**Data listing**
// Wires capture sources, one reader thread per source, and the logger thread
// together for a single tracking session.

use crate::capture::{read_event, CaptureSource, EvdevDecoder};
use crate::config::Config;
use crate::logger::{LogMessage, Logger, LoggerOptions, StopReason};
use crate::session::Session;
use crossbeam_channel::{bounded, Receiver, Sender};
use std::thread;
use thiserror::Error;
use tracing::{debug, info, warn};

/// Bounded so a stalled logger applies backpressure to readers.
pub const CHANNEL_CAPACITY: usize = 1024;

#[derive(Debug, Error)]
pub enum TrackError {
    #[error("failed to spawn {name} thread: {source}")]
    Spawn {
        name: &'static str,
        #[source]
        source: std::io::Error,
    },
    #[error("logger thread panicked")]
    LoggerPanicked,
}

/// The result of one tracking run.
#[derive(Debug)]
pub struct TrackOutcome {
    pub session: Session,
    pub reason: StopReason,
}

pub struct Tracker {
    config: Config,
    sender: Sender<LogMessage>,
    receiver: Receiver<LogMessage>,
}

impl Tracker {
    pub fn new(config: Config) -> Self {
        let (sender, receiver) = bounded(CHANNEL_CAPACITY);
        Tracker {
            config,
            sender,
            receiver,
        }
    }

    /// A handle for injecting messages, e.g. `Shutdown` from a signal handler.
    pub fn sender(&self) -> Sender<LogMessage> {
        self.sender.clone()
    }

    pub fn config(&self) -> &Config {
        &self.config
    }

    /// Tracks until a stop trigger fires and returns the stopped session.
    ///
    /// Reader threads still blocked on a device read are left detached; they
    /// exit on their next send once the logger is gone.
    pub fn run(self, sources: Vec<CaptureSource>) -> Result<TrackOutcome, TrackError> {
        let Tracker {
            config,
            sender,
            receiver,
        } = self;

        let mut session = Session::new(config.limits);
        session.start();
        let options = LoggerOptions {
            stop_key: config.stop_key.clone(),
            live_interval: config.live_interval,
            sources: sources.len(),
        };
        let logger = Logger::new(receiver, session, options);
        let logger_handle = thread::Builder::new()
            .name("logger".to_string())
            .spawn(move || logger.run())
            .map_err(|source| TrackError::Spawn { name: "logger", source })?;

        for source in sources {
            let decoder = EvdevDecoder::new(config.move_throttle, config.ignore_repeats);
            let tx = sender.clone();
            let label = source.label.clone();
            if let Err(e) = thread::Builder::new()
                .name(format!("reader:{label}"))
                .spawn(move || read_source(source, decoder, tx))
            {
                warn!(source = %label, error = %e, "Failed to spawn reader thread");
                let _ = sender.send(LogMessage::SourceClosed { label });
            }
        }
        // The logger sees a disconnect only once every reader is gone.
        drop(sender);

        let (session, reason) = logger_handle.join().map_err(|_| TrackError::LoggerPanicked)?;
        info!(?reason, "Tracking run complete");
        Ok(TrackOutcome { session, reason })
    }
}

/// Reader thread body: decode until EOF or error, then report the close.
fn read_source(mut source: CaptureSource, mut decoder: EvdevDecoder, sender: Sender<LogMessage>) {
    debug!(source = %source.label, "Reader started");
    let mut logger_gone = false;
    loop {
        match read_event(&mut source.reader) {
            Ok(Some(ev)) => {
                decoder.feed(&ev, |notification| {
                    if logger_gone {
                        return;
                    }
                    logger_gone = sender.send(LogMessage::Input { notification }).is_err();
                });
                if logger_gone {
                    debug!(source = %source.label, "Logger gone, reader exiting");
                    return;
                }
            }
            Ok(None) => {
                debug!(source = %source.label, "End of input");
                break;
            }
            Err(e) => {
                warn!(source = %source.label, error = %e, "Error reading input event");
                break;
            }
        }
    }
    let _ = sender.send(LogMessage::SourceClosed {
        label: source.label,
    });
}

**Task statement**
Word for word, restate the material above.

**Exercise answer**
// Wires capture sources, one reader thread per source, and the logger thread
// together for a single tracking session.

use crate::capture::{read_event, CaptureSource, EvdevDecoder};
use crate::config::Config;
use crate::logger::{LogMessage, Logger, LoggerOptions, StopReason};
use crate::session::Session;
use crossbeam_channel::{bounded, Receiver, Sender};
use std::thread;
use thiserror::Error;
use tracing::{debug, info, warn};

/// Bounded so a stalled logger applies backpressure to readers.
pub const CHANNEL_CAPACITY: usize = 1024;

#[derive(Debug, Error)]
pub enum TrackError {
    #[error("failed to spawn {name} thread: {source}")]
    Spawn {
        name: &'static str,
        #[source]
        source: std::io::Error,
    },
    #[error("logger thread panicked")]
    LoggerPanicked,
}

/// The result of one tracking run.
#[derive(Debug)]
pub struct TrackOutcome {
    pub session: Session,
    pub reason: StopReason,
}

pub struct Tracker {
    config: Config,
    sender: Sender<LogMessage>,
    receiver: Receiver<LogMessage>,
}

impl Tracker {
    pub fn new(config: Config) -> Self {
        let (sender, receiver) = bounded(CHANNEL_CAPACITY);
        Tracker {
            config,
            sender,
            receiver,
        }
    }

    /// A handle for injecting messages, e.g. `Shutdown` from a signal handler.
    pub fn sender(&self) -> Sender<LogMessage> {
        self.sender.clone()
    }

    pub fn config(&self) -> &Config {
        &self.config
    }

    /// Tracks until a stop trigger fires and returns the stopped session.
    ///
    /// Reader threads still blocked on a device read are left detached; they
    /// exit on their next send once the logger is gone.
    pub fn run(self, sources: Vec<CaptureSource>) -> Result<TrackOutcome, TrackError> {
        let Tracker {
            config,
            sender,
            receiver,
        } = self;

        let mut session = Session::new(config.limits);
        session.start();
        let options = LoggerOptions {
            stop_key: config.stop_key.clone(),
            live_interval: config.live_interval,
            sources: sources.len(),
        };
        let logger = Logger::new(receiver, session, options);
        let logger_handle = thread::Builder::new()
            .name("logger".to_string())
            .spawn(move || logger.run())
            .map_err(|source| TrackError::Spawn { name: "logger", source })?;

        for source in sources {
            let decoder = EvdevDecoder::new(config.move_throttle, config.ignore_repeats);
            let tx = sender.clone();
            let label = source.label.clone();
            if let Err(e) = thread::Builder::new()
                .name(format!("reader:{label}"))
                .spawn(move || read_source(source, decoder, tx))
            {
                warn!(source = %label, error = %e, "Failed to spawn reader thread");
                let _ = sender.send(LogMessage::SourceClosed { label });
            }
        }
        // The logger sees a disconnect only once every reader is gone.
        drop(sender);

        let (session, reason) = logger_handle.join().map_err(|_| TrackError::LoggerPanicked)?;
        info!(?reason, "Tracking run complete");
        Ok(TrackOutcome { session, reason })
    }
}

/// Reader thread body: decode until EOF or error, then report the close.
fn read_source(mut source: CaptureSource, mut decoder: EvdevDecoder, sender: Sender<LogMessage>) {
    debug!(source = %source.label, "Reader started");
    let mut logger_gone = false;
    loop {
        match read_event(&mut source.reader) {
            Ok(Some(ev)) => {
                decoder.feed(&ev, |notification| {
                    if logger_gone {
                        return;
                    }
                    logger_gone = sender.send(LogMessage::Input { notification }).is_err();
                });
                if logger_gone {
                    debug!(source = %source.label, "Logger gone, reader exiting");
                    return;
                }
            }
            Ok(None) => {
                debug!(source = %source.label, "End of input");
                break;
            }
            Err(e) => {
                warn!(source = %source.label, error = %e, "Error reading input event");
                break;
            }
        }
    }
    let _ = sender.send(LogMessage::SourceClosed {
        label: source.label,
    });
}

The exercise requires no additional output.